Capacity Reservations - Amazon Elastic Compute Cloud
Services or capabilities described in Amazon Web Services documentation might vary by Region. To see the differences applicable to the China Regions, see Getting Started with Amazon Web Services in China (PDF).

Capacity Reservations

Capacity Reservations allow you to reserve compute capacity for Amazon EC2 instances in a specific Availability Zone. There are two types of Capacity Reservations serving different use cases.

Types of Capacity Reservations
  • On-Demand Capacity Reservations

  • Capacity Blocks for ML

The following are some common use cases for On-Demand Capacity Reservations:

  • Scaling events – Create On-Demand Capacity Reservations ahead of your business-critical events to ensure that you can scale when you need to.

  • Regulatory requirements and disaster recovery – Use On-Demand Capacity Reservations to satisfy regulatory requirements for high availability, and reserve capacity in a different Availability Zone or Region for disaster recovery.
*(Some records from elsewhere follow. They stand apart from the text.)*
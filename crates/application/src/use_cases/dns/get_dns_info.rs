use inforecon_domain::{
    normalize_domain, CacheConfig, DnsInfo, ErrorClass, QueryNamespace, RecordType, WHOIS_SECTION,
};
use std::sync::Arc;
use tracing::{debug, instrument, warn};

use crate::adapters::DnsAdapter;
use crate::services::{CacheGateway, CachePolicy};
use crate::use_cases::Resolved;

const NAMESPACE: QueryNamespace = QueryNamespace::Dns;

pub struct GetDnsInfoUseCase {
    adapter: Arc<DnsAdapter>,
    cache: Arc<CacheGateway>,
    policy: CachePolicy,
}

impl GetDnsInfoUseCase {
    pub fn new(adapter: Arc<DnsAdapter>, cache: Arc<CacheGateway>, policy: CachePolicy) -> Self {
        Self {
            adapter,
            cache,
            policy,
        }
    }

    pub fn from_config(
        adapter: Arc<DnsAdapter>,
        cache: Arc<CacheGateway>,
        config: &CacheConfig,
    ) -> Self {
        Self::new(adapter, cache, CachePolicy::for_namespace(config, NAMESPACE))
    }

    /// Full record set for `domain`. Never fails: errors are reported in
    /// `DnsInfo::error`. A result missing record types is returned uncached and
    /// flagged `partial`.
    #[instrument(skip(self))]
    pub async fn execute(&self, domain: &str) -> Resolved<DnsInfo> {
        let key = normalize_domain(domain);

        if let Some(info) = self.cache.lookup::<DnsInfo>(NAMESPACE, &key).await {
            return Resolved::hit(info);
        }

        let (info, failure) = match self.adapter.resolve(&key).await {
            Ok(lookup) if lookup.complete => (lookup.info, None),
            Ok(lookup) => {
                warn!(domain = %key, "Returning incomplete DNS result");
                (lookup.info, Some(ErrorClass::Transient))
            }
            Err(failure) => {
                warn!(domain = %key, error = %failure, "DNS lookup failed");
                (DnsInfo::failed(&key, failure.message), Some(failure.class))
            }
        };

        match self.policy.ttl_for(failure) {
            Some(ttl) => self.cache.store(NAMESPACE, &key, &info, ttl).await,
            None => debug!(domain = %key, "Result not cacheable"),
        }

        let partial = failure == Some(ErrorClass::Transient) && !info.is_error();
        Resolved::miss(info).with_partial(partial)
    }

    /// Only the records of `record_type` (case-insensitive name), or only the
    /// registration data for `WHOIS`. Served from the full entry: a hit is
    /// filtered, a miss resolves and stores the full entry first.
    #[instrument(skip(self))]
    pub async fn execute_by_type(&self, domain: &str, record_type: &str) -> Resolved<DnsInfo> {
        if record_type.trim().eq_ignore_ascii_case(WHOIS_SECTION) {
            return self.execute(domain).await.map(|info| info.whois_only());
        }

        let parsed = record_type
            .parse::<RecordType>()
            .ok()
            .filter(|t| RecordType::FULL_LOOKUP.contains(t));

        match parsed {
            Some(record_type) => self
                .execute(domain)
                .await
                .map(|info| info.filtered(record_type)),
            None => Resolved::miss(DnsInfo::failed(
                normalize_domain(domain),
                format!(
                    "unsupported record type: {}",
                    record_type.trim().to_uppercase()
                ),
            )),
        }
    }
}
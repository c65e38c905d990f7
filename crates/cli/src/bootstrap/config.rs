use inforecon_domain::{CliOverrides, Config};
use tracing::info;

pub fn load_config(
    config_path: Option<&str>,
    cli_overrides: CliOverrides,
) -> anyhow::Result<Config> {
    let config = Config::load(config_path, cli_overrides)?;
    config.validate()?;
    Ok(config)
}

/// Must run after logging is initialized.
pub fn log_config_summary(config_path: Option<&str>, config: &Config) {
    info!(
        config_file = config_path.unwrap_or("default"),
        bind = %config.server.bind_address,
        port = config.server.port,
        cache_backend = %config.cache.backend,
        nameservers = config.dns.nameservers.len(),
        "Configuration loaded"
    );
}
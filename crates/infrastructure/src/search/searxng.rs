use async_trait::async_trait;
use inforecon_application::ports::SearchProvider;
use inforecon_domain::config::SearchConfig;
use inforecon_domain::{DomainError, SearchHit};
use serde::Deserialize;
use std::time::Duration;
use tracing::debug;

use crate::http::{build_client, classify_status, request_error, retry_after};

const SERVICE: &str = "searxng";

#[derive(Debug, Deserialize)]
struct SearxngResponse {
    #[serde(default)]
    results: Vec<SearxngResult>,
}

#[derive(Debug, Deserialize)]
struct SearxngResult {
    #[serde(default)]
    title: String,
    url: String,
    #[serde(default)]
    content: Option<String>,
}

/// Client for a SearXNG instance's JSON API (`format=json` must be enabled
/// in the instance settings).
pub struct SearxngSearchProvider {
    client: reqwest::Client,
    base_url: String,
    timeout: Duration,
}

impl SearxngSearchProvider {
    pub fn new(base_url: impl Into<String>, timeout: Duration) -> Result<Self, DomainError> {
        Ok(Self {
            client: build_client(concat!("inforecon/", env!("CARGO_PKG_VERSION")))?,
            base_url: base_url.into().trim_end_matches('/').to_string(),
            timeout,
        })
    }

    pub fn from_config(config: &SearchConfig) -> Result<Self, DomainError> {
        Self::new(config.base_url.clone(), config.timeout())
    }
}

#[async_trait]
impl SearchProvider for SearxngSearchProvider {
    async fn search(&self, query: &str) -> Result<Vec<SearchHit>, DomainError> {
        let response = self
            .client
            .get(format!("{}/search", self.base_url))
            .query(&[("q", query), ("format", "json")])
            .timeout(self.timeout)
            .send()
            .await
            .map_err(|e| request_error(SERVICE, e))?;

        let hint = retry_after(response.headers());
        classify_status(SERVICE, response.status(), hint)?;

        let body = response
            .text()
            .await
            .map_err(|e| request_error(SERVICE, e))?;

        let hits = parse_response(&body)?;
        debug!(query = %query, hits = hits.len(), "SearXNG response received");
        Ok(hits)
    }
}

fn parse_response(body: &str) -> Result<Vec<SearchHit>, DomainError> {
    let parsed: SearxngResponse = serde_json::from_str(body)
        .map_err(|e| DomainError::Serialization(format!("Invalid SearXNG response: {}", e)))?;

    Ok(parsed
        .results
        .into_iter()
        .map(|r| SearchHit {
            title: r.title,
            url: r.url,
            snippet: r.content.unwrap_or_default(),
        })
        .collect())
}
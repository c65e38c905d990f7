//! Resolver adapters: wrap one collaborator each, bound every call with a
//! timeout and turn collaborator errors into a classified [`Failure`].
//!
//! [`Failure`]: inforecon_domain::Failure
mod dns_adapter;
mod ip_adapter;
mod search_adapter;

pub use dns_adapter::{DnsAdapter, DnsLookup};
pub use ip_adapter::IpAdapter;
pub use search_adapter::SearchAdapter;
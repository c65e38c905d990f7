pub mod web_search;

pub use web_search::WebSearchUseCase;
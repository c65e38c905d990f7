#![allow(dead_code)]

pub mod dns_server_mock;
pub mod http_mock;

pub use dns_server_mock::{MockBehavior, MockDnsServer};
pub use http_mock::serve;
#![allow(dead_code)]

use async_trait::async_trait;
use axum::body::Body;
use axum::http::{Request, Response};
use axum::Router;
use http_body_util::BodyExt;
use inforecon_api::{create_api_routes, AppState};
use inforecon_application::adapters::{DnsAdapter, IpAdapter, SearchAdapter};
use inforecon_application::ports::{
    CacheStore, DnsAnswer, DnsRecordSource, GeoAsnRecord, GeoLocator, ReverseResolver,
    SearchProvider, WhoisLookup,
};
use inforecon_application::services::{CacheGateway, RateLimitGate};
use inforecon_application::use_cases::{
    BatchIpInfoUseCase, GetDnsInfoUseCase, GetIpInfoUseCase, WebSearchUseCase,
};
use inforecon_domain::{
    AsnInfo, CacheConfig, DomainError, GeoLocation, RecordType, SearchHit, WhoisInfo,
};
use std::collections::HashMap;
use std::net::IpAddr;
use std::sync::atomic::{AtomicUsize, Ordering};
use std::sync::Arc;
use std::time::Duration;
use tokio::sync::RwLock;
use tower::ServiceExt;

// ============================================================================
// Fixed collaborators
// ============================================================================

/// `example.com` has one A and one MX record. `invalid-domain-12345.com`
/// does not exist. `flaky.example` has an A record but its TXT query fails.
/// Every other name exists without records.
struct FixedDnsSource;

#[async_trait]
impl DnsRecordSource for FixedDnsSource {
    async fn query(
        &self,
        domain: &str,
        record_type: RecordType,
    ) -> Result<Vec<DnsAnswer>, DomainError> {
        match (domain, record_type) {
            ("invalid-domain-12345.com", _) => Err(DomainError::NxDomain(domain.to_string())),
            ("example.com", RecordType::A) => Ok(vec![DnsAnswer::A {
                host: domain.to_string(),
                addr: "93.184.216.34".parse().unwrap(),
                ttl: 300,
            }]),
            ("example.com", RecordType::MX) => Ok(vec![DnsAnswer::MX {
                exchange: "mail.example.com".to_string(),
                preference: 10,
                ttl: 300,
            }]),
            ("flaky.example", RecordType::A) => Ok(vec![DnsAnswer::A {
                host: domain.to_string(),
                addr: "192.0.2.1".parse().unwrap(),
                ttl: 300,
            }]),
            ("flaky.example", RecordType::TXT) => {
                Err(DomainError::Transport("connection reset".to_string()))
            }
            _ => Ok(vec![]),
        }
    }
}

struct FixedWhois;

#[async_trait]
impl WhoisLookup for FixedWhois {
    async fn lookup(&self, domain: &str) -> Result<Option<WhoisInfo>, DomainError> {
        match domain {
            "example.com" => Ok(Some(WhoisInfo {
                registrar: Some("Example Registrar".to_string()),
                status: vec!["active".to_string()],
                ..WhoisInfo::default()
            })),
            _ => Ok(None),
        }
    }
}

struct FixedReverse;

#[async_trait]
impl ReverseResolver for FixedReverse {
    async fn reverse_lookup(&self, _ip: IpAddr) -> Result<Option<String>, DomainError> {
        Ok(Some("dns.google".to_string()))
    }
}

#[derive(Default)]
pub struct CountingGeo {
    pub calls: AtomicUsize,
}

#[async_trait]
impl GeoLocator for CountingGeo {
    async fn locate(&self, _ip: IpAddr) -> Result<GeoAsnRecord, DomainError> {
        self.calls.fetch_add(1, Ordering::SeqCst);
        Ok(GeoAsnRecord {
            geo: GeoLocation {
                country: Some("United States".to_string()),
                region: None,
                city: None,
                latitude: None,
                longitude: None,
                timezone: None,
            },
            asn: AsnInfo {
                asn: Some("AS15169".to_string()),
                isp: Some("Google LLC".to_string()),
                organization: None,
            },
        })
    }
}

struct FixedSearch;

#[async_trait]
impl SearchProvider for FixedSearch {
    async fn search(&self, query: &str) -> Result<Vec<SearchHit>, DomainError> {
        Ok(vec![SearchHit {
            title: format!("About {}", query),
            url: "https://example.com/".to_string(),
            snippet: String::new(),
        }])
    }
}

#[derive(Default)]
struct InMemoryStore {
    entries: RwLock<HashMap<String, Vec<u8>>>,
}

#[async_trait]
impl CacheStore for InMemoryStore {
    async fn get(&self, key: &str) -> Result<Option<Vec<u8>>, DomainError> {
        Ok(self.entries.read().await.get(key).cloned())
    }

    async fn set(&self, key: &str, value: Vec<u8>, _ttl: Duration) -> Result<(), DomainError> {
        self.entries.write().await.insert(key.to_string(), value);
        Ok(())
    }

    fn backend_name(&self) -> &'static str {
        "test"
    }
}

// ============================================================================
// App wiring
// ============================================================================

pub struct TestApp {
    pub router: Router,
    pub geo: Arc<CountingGeo>,
}

pub fn test_app(max_batch_size: usize) -> TestApp {
    let config = CacheConfig::default();
    let timeout = Duration::from_secs(5);
    let cache = Arc::new(CacheGateway::from_config(
        Arc::new(InMemoryStore::default()),
        &config,
    ));
    let geo = Arc::new(CountingGeo::default());

    let dns_adapter = Arc::new(
        DnsAdapter::new(Arc::new(FixedDnsSource), timeout)
            .with_whois(Arc::new(FixedWhois), timeout),
    );
    let ip_adapter = Arc::new(IpAdapter::new(
        Arc::new(FixedReverse),
        geo.clone(),
        Arc::new(RateLimitGate::unlimited("geo", Duration::from_secs(60))),
        timeout,
    ));
    let search_adapter = Arc::new(SearchAdapter::new(
        Arc::new(FixedSearch),
        Arc::new(RateLimitGate::unlimited("search", Duration::from_secs(30))),
        timeout,
        10,
    ));

    let get_ip_info = Arc::new(GetIpInfoUseCase::from_config(
        ip_adapter,
        cache.clone(),
        &config,
    ));

    let state = AppState {
        get_dns_info: Arc::new(GetDnsInfoUseCase::from_config(
            dns_adapter,
            cache.clone(),
            &config,
        )),
        batch_ip_info: Arc::new(BatchIpInfoUseCase::new(get_ip_info.clone())),
        get_ip_info,
        web_search: Arc::new(WebSearchUseCase::from_config(search_adapter, cache, &config)),
        max_batch_size,
        cache_backend: "test",
    };

    TestApp {
        router: create_api_routes(state),
        geo,
    }
}

// ============================================================================
// Request helpers
// ============================================================================

pub async fn send(router: &Router, request: Request<Body>) -> Response<Body> {
    router.clone().oneshot(request).await.unwrap()
}

pub async fn get(router: &Router, uri: &str) -> Response<Body> {
    send(router, Request::get(uri).body(Body::empty()).unwrap()).await
}

pub async fn post_json(router: &Router, uri: &str, body: &str) -> Response<Body> {
    send(
        router,
        Request::post(uri)
            .header("content-type", "application/json")
            .body(Body::from(body.to_string()))
            .unwrap(),
    )
    .await
}

pub async fn body_json(response: Response<Body>) -> serde_json::Value {
    let bytes = response.into_body().collect().await.unwrap().to_bytes();
    serde_json::from_slice(&bytes).unwrap()
}

pub async fn body_text(response: Response<Body>) -> String {
    let bytes = response.into_body().collect().await.unwrap().to_bytes();
    String::from_utf8(bytes.to_vec()).unwrap()
}

pub fn cache_status(response: &Response<Body>) -> Option<&str> {
    header(response, "x-cache-status")
}

pub fn lookup_status(response: &Response<Body>) -> Option<&str> {
    header(response, "x-lookup-status")
}

fn header<'a>(response: &'a Response<Body>, name: &str) -> Option<&'a str> {
    response.headers().get(name).and_then(|v| v.to_str().ok())
}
The following are some common use cases for Capacity Blocks for ML:

  • Machine learning (ML) model training and fine-tuning – Get uninterrupted access to the GPU instances that you reserved to complete ML model training and fine-tuning.

  • ML experiments and prototypes – Run experiments and build prototypes that require GPU instances for short durations.

When to use On-Demand Capacity Reservation

Use On-Demand Capacity Reservations if you have strict capacity requirements, and are running business-critical workloads that require capacity assurance. With On-Demand Capacity Reservations, you can ensure that you'll always have access to the Amazon EC2 capacity you've reserved for as long as you need it.

When to use Capacity Blocks for ML

Use Capacity Blocks for ML when you need to ensure that you have uninterrupted access to GPU instances for a defined period of time starting on a future date. Capacity Blocks are ideal for training and fine-tuning ML models, short experimentation runs, and handling temporary surges in inference demand in the future. With Capacity Blocks, you can ensure that you'll have access to GPU resources on a specific date to run your ML workloads.